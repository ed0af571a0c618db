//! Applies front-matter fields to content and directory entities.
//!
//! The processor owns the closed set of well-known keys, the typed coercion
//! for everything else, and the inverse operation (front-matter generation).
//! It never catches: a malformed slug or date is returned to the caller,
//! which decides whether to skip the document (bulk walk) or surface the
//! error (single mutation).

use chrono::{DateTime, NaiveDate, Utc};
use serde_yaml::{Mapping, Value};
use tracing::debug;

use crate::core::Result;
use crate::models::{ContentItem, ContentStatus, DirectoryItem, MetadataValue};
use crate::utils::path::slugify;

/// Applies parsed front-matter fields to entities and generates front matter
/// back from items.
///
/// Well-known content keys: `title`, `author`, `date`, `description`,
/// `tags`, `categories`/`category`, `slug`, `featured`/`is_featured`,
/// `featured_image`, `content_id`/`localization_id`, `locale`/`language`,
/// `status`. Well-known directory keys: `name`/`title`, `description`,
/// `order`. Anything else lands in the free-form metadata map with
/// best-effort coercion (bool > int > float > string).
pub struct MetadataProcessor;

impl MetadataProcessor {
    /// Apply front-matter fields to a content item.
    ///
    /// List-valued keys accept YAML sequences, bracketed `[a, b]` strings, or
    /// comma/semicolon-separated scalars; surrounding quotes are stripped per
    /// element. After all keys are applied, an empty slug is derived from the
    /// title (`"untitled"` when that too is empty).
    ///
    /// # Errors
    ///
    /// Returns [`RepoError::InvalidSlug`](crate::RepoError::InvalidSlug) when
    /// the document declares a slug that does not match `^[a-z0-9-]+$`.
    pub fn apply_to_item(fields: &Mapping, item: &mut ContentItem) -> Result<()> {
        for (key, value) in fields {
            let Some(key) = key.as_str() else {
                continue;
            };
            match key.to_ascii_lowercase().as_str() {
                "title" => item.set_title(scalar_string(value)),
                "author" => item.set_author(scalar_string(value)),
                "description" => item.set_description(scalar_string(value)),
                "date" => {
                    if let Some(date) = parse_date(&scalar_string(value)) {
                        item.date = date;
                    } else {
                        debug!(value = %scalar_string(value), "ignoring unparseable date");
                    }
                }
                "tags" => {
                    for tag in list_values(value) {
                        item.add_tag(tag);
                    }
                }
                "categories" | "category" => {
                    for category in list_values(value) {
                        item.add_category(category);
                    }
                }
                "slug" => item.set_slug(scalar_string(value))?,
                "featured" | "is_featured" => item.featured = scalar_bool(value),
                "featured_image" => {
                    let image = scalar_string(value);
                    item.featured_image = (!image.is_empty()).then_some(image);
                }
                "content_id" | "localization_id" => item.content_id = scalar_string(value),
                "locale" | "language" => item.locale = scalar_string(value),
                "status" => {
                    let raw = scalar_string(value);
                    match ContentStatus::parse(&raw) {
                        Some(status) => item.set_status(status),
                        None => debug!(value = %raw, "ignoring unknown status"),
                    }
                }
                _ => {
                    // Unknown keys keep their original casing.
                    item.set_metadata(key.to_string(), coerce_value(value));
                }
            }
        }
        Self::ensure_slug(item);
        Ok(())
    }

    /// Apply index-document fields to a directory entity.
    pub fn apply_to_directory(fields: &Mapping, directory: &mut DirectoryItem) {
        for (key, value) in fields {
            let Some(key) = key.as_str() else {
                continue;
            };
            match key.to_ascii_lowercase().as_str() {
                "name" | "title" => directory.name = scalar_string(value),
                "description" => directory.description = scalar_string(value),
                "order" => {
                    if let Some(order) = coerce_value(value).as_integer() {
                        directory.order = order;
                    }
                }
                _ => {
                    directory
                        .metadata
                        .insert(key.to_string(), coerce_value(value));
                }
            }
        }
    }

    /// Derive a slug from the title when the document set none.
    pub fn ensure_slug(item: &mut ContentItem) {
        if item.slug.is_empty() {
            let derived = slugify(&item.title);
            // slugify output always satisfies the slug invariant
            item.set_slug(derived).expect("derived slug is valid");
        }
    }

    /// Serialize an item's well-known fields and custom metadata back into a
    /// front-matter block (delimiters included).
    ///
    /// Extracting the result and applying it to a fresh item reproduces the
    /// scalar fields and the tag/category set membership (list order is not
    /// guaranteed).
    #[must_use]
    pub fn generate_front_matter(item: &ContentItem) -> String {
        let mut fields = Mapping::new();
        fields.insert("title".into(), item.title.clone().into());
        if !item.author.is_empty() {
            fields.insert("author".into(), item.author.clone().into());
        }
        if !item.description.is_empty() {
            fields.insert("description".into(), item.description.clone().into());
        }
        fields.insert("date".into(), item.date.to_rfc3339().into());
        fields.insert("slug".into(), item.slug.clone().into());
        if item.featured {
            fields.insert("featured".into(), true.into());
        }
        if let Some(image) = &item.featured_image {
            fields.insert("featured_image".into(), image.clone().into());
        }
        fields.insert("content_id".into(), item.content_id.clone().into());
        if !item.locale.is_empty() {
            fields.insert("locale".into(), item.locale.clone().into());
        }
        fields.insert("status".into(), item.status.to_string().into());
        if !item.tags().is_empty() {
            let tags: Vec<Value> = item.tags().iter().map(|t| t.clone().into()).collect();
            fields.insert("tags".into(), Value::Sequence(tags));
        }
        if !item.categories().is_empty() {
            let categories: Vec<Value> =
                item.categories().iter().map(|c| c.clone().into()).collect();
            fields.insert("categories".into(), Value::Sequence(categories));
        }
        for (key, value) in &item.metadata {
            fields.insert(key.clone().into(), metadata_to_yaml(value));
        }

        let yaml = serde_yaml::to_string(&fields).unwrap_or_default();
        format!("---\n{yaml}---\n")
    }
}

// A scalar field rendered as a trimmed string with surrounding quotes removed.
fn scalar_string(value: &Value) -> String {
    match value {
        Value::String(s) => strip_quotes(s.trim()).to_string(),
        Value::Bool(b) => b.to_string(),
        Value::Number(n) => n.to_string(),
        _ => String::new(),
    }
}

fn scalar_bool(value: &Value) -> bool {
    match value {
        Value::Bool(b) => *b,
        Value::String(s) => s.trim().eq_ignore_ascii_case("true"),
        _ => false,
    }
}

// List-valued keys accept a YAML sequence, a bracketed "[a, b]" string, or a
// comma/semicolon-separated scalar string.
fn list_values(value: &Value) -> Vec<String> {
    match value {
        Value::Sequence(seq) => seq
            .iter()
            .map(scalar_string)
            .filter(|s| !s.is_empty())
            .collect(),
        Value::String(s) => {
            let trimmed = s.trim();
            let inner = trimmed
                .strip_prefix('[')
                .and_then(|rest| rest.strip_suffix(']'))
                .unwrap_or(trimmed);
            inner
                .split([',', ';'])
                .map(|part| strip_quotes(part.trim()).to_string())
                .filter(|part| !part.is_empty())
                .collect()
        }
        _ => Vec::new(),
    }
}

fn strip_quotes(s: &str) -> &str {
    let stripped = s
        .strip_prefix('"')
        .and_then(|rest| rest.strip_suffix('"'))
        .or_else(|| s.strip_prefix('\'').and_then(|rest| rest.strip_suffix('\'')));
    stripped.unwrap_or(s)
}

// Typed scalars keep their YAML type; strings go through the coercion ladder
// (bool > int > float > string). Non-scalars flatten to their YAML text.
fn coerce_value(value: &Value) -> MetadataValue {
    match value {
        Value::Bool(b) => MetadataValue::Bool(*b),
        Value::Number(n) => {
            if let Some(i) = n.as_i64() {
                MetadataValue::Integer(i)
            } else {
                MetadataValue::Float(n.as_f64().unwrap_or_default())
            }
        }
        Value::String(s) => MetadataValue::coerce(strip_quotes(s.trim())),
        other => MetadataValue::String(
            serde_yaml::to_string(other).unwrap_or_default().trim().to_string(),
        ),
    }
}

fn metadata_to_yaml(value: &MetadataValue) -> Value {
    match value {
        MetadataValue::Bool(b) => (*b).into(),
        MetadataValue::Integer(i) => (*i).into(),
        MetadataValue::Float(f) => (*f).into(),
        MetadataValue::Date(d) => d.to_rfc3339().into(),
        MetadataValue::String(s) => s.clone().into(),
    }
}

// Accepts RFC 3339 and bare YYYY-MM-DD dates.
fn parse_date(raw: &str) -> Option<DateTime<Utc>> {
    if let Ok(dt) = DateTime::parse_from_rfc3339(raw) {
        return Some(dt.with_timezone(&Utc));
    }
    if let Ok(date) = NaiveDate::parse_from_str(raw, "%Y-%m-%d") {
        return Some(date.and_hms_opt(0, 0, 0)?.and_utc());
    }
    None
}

++++++++++++++++++++

Action item
Emit, unaltered, the lines from the top of the listing down through the line that holds "pub struct MetadataProcessor;"; emit nothing else.

Solution to this exercise
repository ed0af571a0c618db
//! Applies front-matter fields to content and directory entities.
//!
//! The processor owns the closed set of well-known keys, the typed coercion
//! for everything else, and the inverse operation (front-matter generation).
//! It never catches: a malformed slug or date is returned to the caller,
//! which decides whether to skip the document (bulk walk) or surface the
//! error (single mutation).

use chrono::{DateTime, NaiveDate, Utc};
use serde_yaml::{Mapping, Value};
use tracing::debug;

use crate::core::Result;
use crate::models::{ContentItem, ContentStatus, DirectoryItem, MetadataValue};
use crate::utils::path::slugify;

/// Applies parsed front-matter fields to entities and generates front matter
/// back from items.
///
/// Well-known content keys: `title`, `author`, `date`, `description`,
/// `tags`, `categories`/`category`, `slug`, `featured`/`is_featured`,
/// `featured_image`, `content_id`/`localization_id`, `locale`/`language`,
/// `status`. Well-known directory keys: `name`/`title`, `description`,
/// `order`. Anything else lands in the free-form metadata map with
/// best-effort coercion (bool > int > float > string).
pub struct MetadataProcessor;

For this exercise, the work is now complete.